Question

To factor the expression \( 3z(2z+9) + 6(2z+9)^2 \), we first identify the greatest common factor (GCF) of the two terms.

1. The first term is \( 3z(2z + 9) \).
2. The second term is \( 6(2z + 9)^2 \).

The common factor in both terms is \( (2z + 9) \).

Now, let's express each term in terms of this common factor:
- The first term, \( 3z(2z + 9) \), can be rewritten as \( (2z + 9)(3z) \).
- The second term, \( 6(2z + 9)^2 \), can be rewritten as \( (2z + 9)(6(2z + 9)) \).

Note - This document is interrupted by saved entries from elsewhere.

//! Host-side query wrappers over a fetched snapshot
//!
//! These types never fetch: everything they answer was already retrieved by
//! the code location. Lookups of absent names fail with
//! [`Error::NotFound`], keeping "absent" distinct from "malformed".

use crate::error::{EntityKind, Error, Result};
use crate::handle::{JobHandle, RepositoryHandle};
use crate::job_index::JobIndex;
use crate::origin::{CodeLocationOrigin, RemoteInstigatorOrigin, RemoteJobOrigin, RemoteRepositoryOrigin};
use crate::represented::RepresentedJob;
use crate::snapshot::{
    ExternalJobData, ExternalRepositoryData, InstigatorStatus, PartitionSetSnap, PartitionsSnap,
    PresetSnap, ScheduleSnap, SensorSnap, SensorType, TargetSnap,
};
use std::collections::{BTreeMap, HashMap};
use std::sync::{Arc, OnceLock};

/// One repository of a code location
#[derive(Debug)]
pub struct ExternalRepository {
    handle: RepositoryHandle,
    data: Arc<ExternalRepositoryData>,

    job_positions: HashMap<String, usize>,
    /// Wrapped lazily; each job is indexed at most once
    jobs: Vec<OnceLock<Arc<ExternalJob>>>,

    schedule_positions: HashMap<String, usize>,
    sensor_positions: HashMap<String, usize>,
    partition_set_positions: HashMap<String, usize>,
}

impl ExternalRepository {
    pub fn new(data: Arc<ExternalRepositoryData>, handle: RepositoryHandle) -> Self {
        fn positions<'a>(names: impl Iterator<Item = &'a str>) -> HashMap<String, usize> {
            names
                .enumerate()
                .map(|(pos, name)| (name.to_string(), pos))
                .collect()
        }

        Self {
            job_positions: positions(data.jobs.iter().map(|j| j.name.as_str())),
            jobs: (0..data.jobs.len()).map(|_| OnceLock::new()).collect(),
            schedule_positions: positions(data.schedules.iter().map(|s| s.name.as_str())),
            sensor_positions: positions(data.sensors.iter().map(|s| s.name.as_str())),
            partition_set_positions: positions(data.partition_sets.iter().map(|p| p.name.as_str())),
            handle,
            data,
        }
    }

    /// Wrap a repository fetched from the given location
    pub fn from_location(data: Arc<ExternalRepositoryData>, origin: CodeLocationOrigin) -> Self {
        let handle = RepositoryHandle::new(data.name.clone(), origin)
            .with_display_metadata(data.metadata.clone());
        Self::new(data, handle)
    }

    pub fn name(&self) -> &str {
        &self.data.name
    }

    pub fn handle(&self) -> &RepositoryHandle {
        &self.handle
    }

    pub fn data(&self) -> &Arc<ExternalRepositoryData> {
        &self.data
    }

    pub fn get_remote_origin(&self) -> RemoteRepositoryOrigin {
        self.handle.to_remote_origin()
    }

    pub fn get_display_metadata(&self) -> &BTreeMap<String, String> {
        &self.data.metadata
    }

    pub fn get_utilized_env_vars(&self) -> &BTreeMap<String, Vec<String>> {
        &self.data.utilized_env_vars
    }

    pub fn has_job(&self, name: &str) -> bool {
        self.job_positions.contains_key(name)
    }

    pub fn get_job(&self, name: &str) -> Result<Arc<ExternalJob>> {
        let pos = *self
            .job_positions
            .get(name)
            .ok_or_else(|| Error::not_found(EntityKind::Job, name))?;
        Ok(self.job_at(pos))
    }

    pub fn get_all_jobs(&self) -> Vec<Arc<ExternalJob>> {
        (0..self.data.jobs.len()).map(|pos| self.job_at(pos)).collect()
    }

    pub fn job_names(&self) -> Vec<&str> {
        self.data.jobs.iter().map(|j| j.name.as_str()).collect()
    }

    fn job_at(&self, pos: usize) -> Arc<ExternalJob> {
        self.jobs[pos]
            .get_or_init(|| Arc::new(self.wrap_job(&self.data.jobs[pos])))
            .clone()
    }

    /// Wrap job data fetched for this repository outside its snapshot
    ///
    /// Used for op subsets, which the location builds on request. The job
    /// must exist in the repository under the same name.
    pub fn wrap_job(&self, data: &ExternalJobData) -> ExternalJob {
        let partition_sets = self
            .data
            .partition_sets
            .iter()
            .filter(|p| p.job_name == data.name)
            .cloned()
            .collect();
        ExternalJob::new(data, self.handle.for_job(data.name.clone()), partition_sets)
    }

    pub fn has_schedule(&self, name: &str) -> bool {
        self.schedule_positions.contains_key(name)
    }

    pub fn get_schedule(&self, name: &str) -> Result<ExternalSchedule> {
        let pos = self
            .schedule_positions
            .get(name)
            .ok_or_else(|| Error::not_found(EntityKind::Schedule, name))?;
        Ok(ExternalSchedule::new(self.data.schedules[*pos].clone(), self.handle.clone()))
    }

    pub fn get_schedules(&self) -> Vec<ExternalSchedule> {
        self.data
            .schedules
            .iter()
            .map(|s| ExternalSchedule::new(s.clone(), self.handle.clone()))
            .collect()
    }

    pub fn schedules_for_job(&self, job_name: &str) -> Vec<ExternalSchedule> {
        self.get_schedules()
            .into_iter()
            .filter(|s| s.job_name() == job_name)
            .collect()
    }

    pub fn has_sensor(&self, name: &str) -> bool {
        self.sensor_positions.contains_key(name)
    }

    pub fn get_sensor(&self, name: &str) -> Result<ExternalSensor> {
        let pos = self
            .sensor_positions
            .get(name)
            .ok_or_else(|| Error::not_found(EntityKind::Sensor, name))?;
        Ok(ExternalSensor::new(self.data.sensors[*pos].clone(), self.handle.clone()))
    }

    pub fn get_sensors(&self) -> Vec<ExternalSensor> {
        self.data
            .sensors
            .iter()
            .map(|s| ExternalSensor::new(s.clone(), self.handle.clone()))
            .collect()
    }

    pub fn sensors_for_job(&self, job_name: &str) -> Vec<ExternalSensor> {
        self.get_sensors()
            .into_iter()
            .filter(|s| s.get_target(job_name).is_some())
            .collect()
    }

    pub fn has_partition_set(&self, name: &str) -> bool {
        self.partition_set_positions.contains_key(name)
    }

    pub fn get_partition_set(&self, name: &str) -> Result<ExternalPartitionSet> {
        let pos = self
            .partition_set_positions
            .get(name)
            .ok_or_else(|| Error::not_found(EntityKind::PartitionSet, name))?;
        Ok(ExternalPartitionSet::new(
            self.data.partition_sets[*pos].clone(),
            self.handle.clone(),
        ))
    }

    pub fn get_partition_sets(&self) -> Vec<ExternalPartitionSet> {
        self.data
            .partition_sets
            .iter()
            .map(|p| ExternalPartitionSet::new(p.clone(), self.handle.clone()))
            .collect()
    }
}

/// A live job, backed by a snapshot fetched from its code location
#[derive(Debug)]
pub struct ExternalJob {
    handle: JobHandle,
    index: JobIndex,
    active_presets: Vec<PresetSnap>,
}

impl ExternalJob {
    pub fn new(data: &ExternalJobData, handle: JobHandle, partition_sets: Vec<PartitionSetSnap>) -> Self {
        let index = JobIndex::new(
            Arc::new(data.job_snapshot.clone()),
            data.parent_job_snapshot.clone().map(Arc::new),
            partition_sets,
        );
        Self {
            handle,
            index,
            active_presets: data.active_presets.clone(),
        }
    }

    pub fn handle(&self) -> &JobHandle {
        &self.handle
    }

    pub fn description(&self) -> Option<&str> {
        self.index.job_snapshot().description.as_deref()
    }

    pub fn tags(&self) -> &BTreeMap<String, String> {
        &self.index.job_snapshot().tags
    }

    pub fn active_presets(&self) -> &[PresetSnap] {
        &self.active_presets
    }

    pub fn get_preset(&self, name: &str) -> Result<&PresetSnap> {
        self.active_presets
            .iter()
            .find(|p| p.name == name)
            .ok_or_else(|| Error::not_found(EntityKind::Preset, name))
    }

    pub fn is_subset(&self) -> bool {
        self.op_selection().is_some()
    }

    pub fn computed_job_snapshot_id(&self) -> &str {
        self.index.job_snapshot_id()
    }

    /// Snapshot id of the full job this one was subset from, else its own
    pub fn identifying_job_snapshot_id(&self) -> &str {
        self.index
            .parent_job_snapshot_id()
            .unwrap_or_else(|| self.index.job_snapshot_id())
    }

    pub fn get_remote_origin(&self) -> RemoteJobOrigin {
        self.handle.to_remote_origin()
    }

    pub fn location_name(&self) -> &str {
        self.handle.location_name()
    }

    pub fn repository_name(&self) -> &str {
        self.handle.repository_name()
    }
}

impl RepresentedJob for ExternalJob {
    fn name(&self) -> &str {
        &self.handle.job_name
    }

    fn job_index(&self) -> &JobIndex {
        &self.index
    }
}

#[derive(Debug, Clone)]
pub struct ExternalSchedule {
    data: ScheduleSnap,
    handle: RepositoryHandle,
}

impl ExternalSchedule {
    pub fn new(data: ScheduleSnap, handle: RepositoryHandle) -> Self {
        Self { data, handle }
    }

    pub fn name(&self) -> &str {
        &self.data.name
    }

    pub fn cron_schedule(&self) -> &str {
        &self.data.cron_schedule
    }

    pub fn execution_timezone(&self) -> Option<&str> {
        self.data.execution_timezone.as_deref()
    }

    pub fn job_name(&self) -> &str {
        &self.data.job_name
    }

    pub fn mode(&self) -> &str {
        &self.data.mode
    }

    pub fn partition_set_name(&self) -> Option<&str> {
        self.data.partition_set_name.as_deref()
    }

    pub fn default_status(&self) -> InstigatorStatus {
        self.data.default_status
    }

    pub fn description(&self) -> Option<&str> {
        self.data.description.as_deref()
    }

    pub fn handle(&self) -> &RepositoryHandle {
        &self.handle
    }

    pub fn data(&self) -> &ScheduleSnap {
        &self.data
    }

    pub fn get_remote_origin(&self) -> RemoteInstigatorOrigin {
        self.handle.to_remote_origin().get_instigator_origin(self.data.name.clone())
    }

    pub fn get_remote_origin_id(&self) -> String {
        self.get_remote_origin().get_id()
    }

    pub fn selector_id(&self) -> String {
        self.get_remote_origin().selector_id()
    }
}

#[derive(Debug, Clone)]
pub struct ExternalSensor {
    data: SensorSnap,
    handle: RepositoryHandle,
}

impl ExternalSensor {
    pub fn new(data: SensorSnap, handle: RepositoryHandle) -> Self {
        Self { data, handle }
    }

    pub fn name(&self) -> &str {
        &self.data.name
    }

    pub fn job_name(&self) -> Option<&str> {
        self.data.job_name.as_deref()
    }

    pub fn targets(&self) -> &[TargetSnap] {
        &self.data.targets
    }

    pub fn get_target(&self, job_name: &str) -> Option<&TargetSnap> {
        self.data.targets.iter().find(|t| t.job_name == job_name)
    }

    /// Every job this sensor may request runs of, deduplicated in target order
    pub fn job_names(&self) -> Vec<&str> {
        let mut names: Vec<&str> = Vec::with_capacity(self.data.targets.len());
        for target in &self.data.targets {
            if !names.contains(&target.job_name.as_str()) {
                names.push(&target.job_name);
            }
        }
        names
    }

    pub fn min_interval_secs(&self) -> Option<u64> {
        self.data.min_interval_secs
    }

    pub fn default_status(&self) -> InstigatorStatus {
        self.data.default_status
    }

    pub fn sensor_type(&self) -> SensorType {
        self.data.sensor_type
    }

    pub fn description(&self) -> Option<&str> {
        self.data.description.as_deref()
    }

    pub fn handle(&self) -> &RepositoryHandle {
        &self.handle
    }

    pub fn data(&self) -> &SensorSnap {
        &self.data
    }

    pub fn get_remote_origin(&self) -> RemoteInstigatorOrigin {
        self.handle.to_remote_origin().get_instigator_origin(self.data.name.clone())
    }

    pub fn get_remote_origin_id(&self) -> String {
        self.get_remote_origin().get_id()
    }

    pub fn selector_id(&self) -> String {
        self.get_remote_origin().selector_id()
    }
}

#[derive(Debug, Clone)]
pub struct ExternalPartitionSet {
    data: PartitionSetSnap,
    handle: RepositoryHandle,
}

impl ExternalPartitionSet {
    pub fn new(data: PartitionSetSnap, handle: RepositoryHandle) -> Self {
        Self { data, handle }
    }

    pub fn name(&self) -> &str {
        &self.data.name
    }

    pub fn job_name(&self) -> &str {
        &self.data.job_name
    }

    pub fn mode(&self) -> &str {
        &self.data.mode
    }

    pub fn handle(&self) -> &RepositoryHandle {
        &self.handle
    }

    pub fn data(&self) -> &PartitionSetSnap {
        &self.data
    }

    /// Partition names known at snapshot time; `None` when the worker must
    /// be asked
    pub fn static_partition_names(&self) -> Option<&[String]> {
        match &self.data.partitions {
            PartitionsSnap::Static { partition_keys } => Some(partition_keys),
            PartitionsSnap::Dynamic { .. } => None,
        }
    }

    pub fn has_dynamic_partitions(&self) -> bool {
        matches!(self.data.partitions, PartitionsSnap::Dynamic { .. })
    }

    pub fn get_remote_origin(&self) -> RemoteRepositoryOrigin {
        self.handle.to_remote_origin()
    }
}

Now we can factor out \( (2z + 9) \):
\[
3z(2z + 9) + 6(2z + 9)^2 = (2z + 9)(3z + 6(2z + 9))
\]

Now, simplify the expression inside the parentheses:
\[
3z + 6(2z + 9) = 3z + 12z + 54 = 15z + 54
\]

Thus, we can rewrite the factored expression as:
\[
(2z + 9)(15z + 54)
\]

Finally, we can factor out a common factor from \( 15z + 54 \). The GCF of \( 15 \) and \( 54 \) is \( 3 \):
\[
15z + 54 = 3(5z + 18)
\]

Putting it all together, we have the final completely factored form:
\[
3(2z + 9)(5z + 18)
\]

So, the fully factored expression is \( \boxed{3(2z + 9)(5z + 18)} \).